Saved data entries
▽

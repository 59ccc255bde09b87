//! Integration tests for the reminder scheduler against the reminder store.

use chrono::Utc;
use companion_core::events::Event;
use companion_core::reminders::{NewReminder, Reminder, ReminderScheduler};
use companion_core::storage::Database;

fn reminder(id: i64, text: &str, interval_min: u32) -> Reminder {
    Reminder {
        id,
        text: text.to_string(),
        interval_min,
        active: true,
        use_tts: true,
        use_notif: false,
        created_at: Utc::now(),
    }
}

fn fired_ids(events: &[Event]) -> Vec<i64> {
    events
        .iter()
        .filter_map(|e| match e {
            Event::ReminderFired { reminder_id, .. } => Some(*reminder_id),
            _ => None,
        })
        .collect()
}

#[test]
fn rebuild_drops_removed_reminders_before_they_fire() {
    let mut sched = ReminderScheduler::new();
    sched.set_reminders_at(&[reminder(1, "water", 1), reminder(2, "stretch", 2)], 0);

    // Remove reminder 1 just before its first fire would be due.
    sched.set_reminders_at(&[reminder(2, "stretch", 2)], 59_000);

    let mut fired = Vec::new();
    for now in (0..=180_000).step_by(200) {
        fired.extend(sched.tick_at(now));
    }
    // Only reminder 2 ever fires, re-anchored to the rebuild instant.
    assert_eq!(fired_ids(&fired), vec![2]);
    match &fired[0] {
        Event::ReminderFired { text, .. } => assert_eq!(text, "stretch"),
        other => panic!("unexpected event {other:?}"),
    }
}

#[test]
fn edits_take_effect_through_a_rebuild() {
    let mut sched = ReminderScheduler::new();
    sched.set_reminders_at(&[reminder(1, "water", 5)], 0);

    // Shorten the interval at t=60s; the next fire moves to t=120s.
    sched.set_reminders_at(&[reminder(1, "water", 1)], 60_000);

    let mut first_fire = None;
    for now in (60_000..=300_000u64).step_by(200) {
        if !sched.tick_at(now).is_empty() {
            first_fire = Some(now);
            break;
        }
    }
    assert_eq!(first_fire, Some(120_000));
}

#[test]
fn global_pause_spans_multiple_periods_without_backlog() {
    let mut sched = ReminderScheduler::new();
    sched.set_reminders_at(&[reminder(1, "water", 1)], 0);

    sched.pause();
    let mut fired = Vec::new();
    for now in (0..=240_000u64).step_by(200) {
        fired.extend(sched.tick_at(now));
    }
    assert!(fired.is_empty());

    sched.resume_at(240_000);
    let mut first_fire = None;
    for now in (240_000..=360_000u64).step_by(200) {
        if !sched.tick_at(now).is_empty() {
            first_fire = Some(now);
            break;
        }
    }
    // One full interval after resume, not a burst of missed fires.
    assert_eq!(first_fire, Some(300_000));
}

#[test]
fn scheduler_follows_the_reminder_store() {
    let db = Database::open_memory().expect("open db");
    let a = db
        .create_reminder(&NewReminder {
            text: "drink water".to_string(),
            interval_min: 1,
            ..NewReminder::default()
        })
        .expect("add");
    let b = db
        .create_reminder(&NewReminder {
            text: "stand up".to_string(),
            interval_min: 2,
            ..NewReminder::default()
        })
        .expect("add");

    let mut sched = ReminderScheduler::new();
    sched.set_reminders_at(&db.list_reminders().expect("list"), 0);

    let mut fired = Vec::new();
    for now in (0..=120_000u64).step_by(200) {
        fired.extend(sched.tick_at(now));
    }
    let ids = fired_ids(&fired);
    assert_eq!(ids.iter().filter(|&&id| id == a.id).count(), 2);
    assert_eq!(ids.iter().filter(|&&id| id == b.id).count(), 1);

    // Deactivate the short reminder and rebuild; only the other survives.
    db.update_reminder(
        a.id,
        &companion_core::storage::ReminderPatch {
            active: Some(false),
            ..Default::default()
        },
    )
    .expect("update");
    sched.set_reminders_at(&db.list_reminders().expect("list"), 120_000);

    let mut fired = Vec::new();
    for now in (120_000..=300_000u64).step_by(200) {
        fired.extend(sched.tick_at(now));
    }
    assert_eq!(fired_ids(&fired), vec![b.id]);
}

△

> _Task item_:
The records need to be copied exactly, with no line left out.

> _Result_:
repository 59ccc255bde09b87
//! Integration tests for the reminder scheduler against the reminder store.

use chrono::Utc;
use companion_core::events::Event;
use companion_core::reminders::{NewReminder, Reminder, ReminderScheduler};
use companion_core::storage::Database;

fn reminder(id: i64, text: &str, interval_min: u32) -> Reminder {
    Reminder {
        id,
        text: text.to_string(),
        interval_min,
        active: true,
        use_tts: true,
        use_notif: false,
        created_at: Utc::now(),
    }
}

fn fired_ids(events: &[Event]) -> Vec<i64> {
    events
        .iter()
        .filter_map(|e| match e {
            Event::ReminderFired { reminder_id, .. } => Some(*reminder_id),
            _ => None,
        })
        .collect()
}

#[test]
fn rebuild_drops_removed_reminders_before_they_fire() {
    let mut sched = ReminderScheduler::new();
    sched.set_reminders_at(&[reminder(1, "water", 1), reminder(2, "stretch", 2)], 0);

    // Remove reminder 1 just before its first fire would be due.
    sched.set_reminders_at(&[reminder(2, "stretch", 2)], 59_000);

    let mut fired = Vec::new();
    for now in (0..=180_000).step_by(200) {
        fired.extend(sched.tick_at(now));
    }
    // Only reminder 2 ever fires, re-anchored to the rebuild instant.
    assert_eq!(fired_ids(&fired), vec![2]);
    match &fired[0] {
        Event::ReminderFired { text, .. } => assert_eq!(text, "stretch"),
        other => panic!("unexpected event {other:?}"),
    }
}

#[test]
fn edits_take_effect_through_a_rebuild() {
    let mut sched = ReminderScheduler::new();
    sched.set_reminders_at(&[reminder(1, "water", 5)], 0);

    // Shorten the interval at t=60s; the next fire moves to t=120s.
    sched.set_reminders_at(&[reminder(1, "water", 1)], 60_000);

    let mut first_fire = None;
    for now in (60_000..=300_000u64).step_by(200) {
        if !sched.tick_at(now).is_empty() {
            first_fire = Some(now);
            break;
        }
    }
    assert_eq!(first_fire, Some(120_000));
}

#[test]
fn global_pause_spans_multiple_periods_without_backlog() {
    let mut sched = ReminderScheduler::new();
    sched.set_reminders_at(&[reminder(1, "water", 1)], 0);

    sched.pause();
    let mut fired = Vec::new();
    for now in (0..=240_000u64).step_by(200) {
        fired.extend(sched.tick_at(now));
    }
    assert!(fired.is_empty());

    sched.resume_at(240_000);
    let mut first_fire = None;
    for now in (240_000..=360_000u64).step_by(200) {
        if !sched.tick_at(now).is_empty() {
            first_fire = Some(now);
            break;
        }
    }
    // One full interval after resume, not a burst of missed fires.
    assert_eq!(first_fire, Some(300_000));
}

#[test]
fn scheduler_follows_the_reminder_store() {
    let db = Database::open_memory().expect("open db");
    let a = db
        .create_reminder(&NewReminder {
            text: "drink water".to_string(),
            interval_min: 1,
            ..NewReminder::default()
        })
        .expect("add");
    let b = db
        .create_reminder(&NewReminder {
            text: "stand up".to_string(),
            interval_min: 2,
            ..NewReminder::default()
        })
        .expect("add");

    let mut sched = ReminderScheduler::new();
    sched.set_reminders_at(&db.list_reminders().expect("list"), 0);

    let mut fired = Vec::new();
    for now in (0..=120_000u64).step_by(200) {
        fired.extend(sched.tick_at(now));
    }
    let ids = fired_ids(&fired);
    assert_eq!(ids.iter().filter(|&&id| id == a.id).count(), 2);
    assert_eq!(ids.iter().filter(|&&id| id == b.id).count(), 1);

    // Deactivate the short reminder and rebuild; only the other survives.
    db.update_reminder(
        a.id,
        &companion_core::storage::ReminderPatch {
            active: Some(false),
            ..Default::default()
        },
    )
    .expect("update");
    sched.set_reminders_at(&db.list_reminders().expect("list"), 120_000);

    let mut fired = Vec::new();
    for now in (120_000..=300_000u64).step_by(200) {
        fired.extend(sched.tick_at(now));
    }
    assert_eq!(fired_ids(&fired), vec![b.id]);
}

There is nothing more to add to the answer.